Exercise details:
For each entry that follows, produce an exact copy.

[Opening Data excerpts section]

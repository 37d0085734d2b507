//! CLI output helpers.
//!
//! Every command produces a value implementing [`CommandOutput`], rendered
//! as human text or JSON depending on the global `--json` flag.

use tracing::error;

/// Renderable command result.
pub trait CommandOutput {
    fn to_human(&self) -> String;
    fn to_json(&self) -> serde_json::Value;
}

/// Print a command result in the selected mode.
pub fn output(data: &impl CommandOutput, json_mode: bool) {
    if json_mode {
        println!(
            "{}",
            serde_json::to_string_pretty(&data.to_json()).unwrap_or_default()
        );
    } else {
        println!("{}", data.to_human());
    }
}

/// Report a command error and exit nonzero.
pub fn handle_error(err: &anyhow::Error, json_mode: bool) -> ! {
    error!(error = %err, "Command failed");
    if json_mode {
        let body = serde_json::json!({
            "success": false,
            "error": format!("{err:#}"),
        });
        eprintln!("{}", serde_json::to_string_pretty(&body).unwrap_or_default());
    } else {
        eprintln!("Error: {err:#}");
    }
    std::process::exit(1);
}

[Closing Data excerpts section]

Problem solution:
repository 37d0085734d2b507
//! CLI output helpers.
//!
//! Every command produces a value implementing [`CommandOutput`], rendered
//! as human text or JSON depending on the global `--json` flag.

use tracing::error;

/// Renderable command result.
pub trait CommandOutput {
    fn to_human(&self) -> String;
    fn to_json(&self) -> serde_json::Value;
}

/// Print a command result in the selected mode.
pub fn output(data: &impl CommandOutput, json_mode: bool) {
    if json_mode {
        println!(
            "{}",
            serde_json::to_string_pretty(&data.to_json()).unwrap_or_default()
        );
    } else {
        println!("{}", data.to_human());
    }
}

/// Report a command error and exit nonzero.
pub fn handle_error(err: &anyhow::Error, json_mode: bool) -> ! {
    error!(error = %err, "Command failed");
    if json_mode {
        let body = serde_json::json!({
            "success": false,
            "error": format!("{err:#}"),
        });
        eprintln!("{}", serde_json::to_string_pretty(&body).unwrap_or_default());
    } else {
        eprintln!("Error: {err:#}");
    }
    std::process::exit(1);
}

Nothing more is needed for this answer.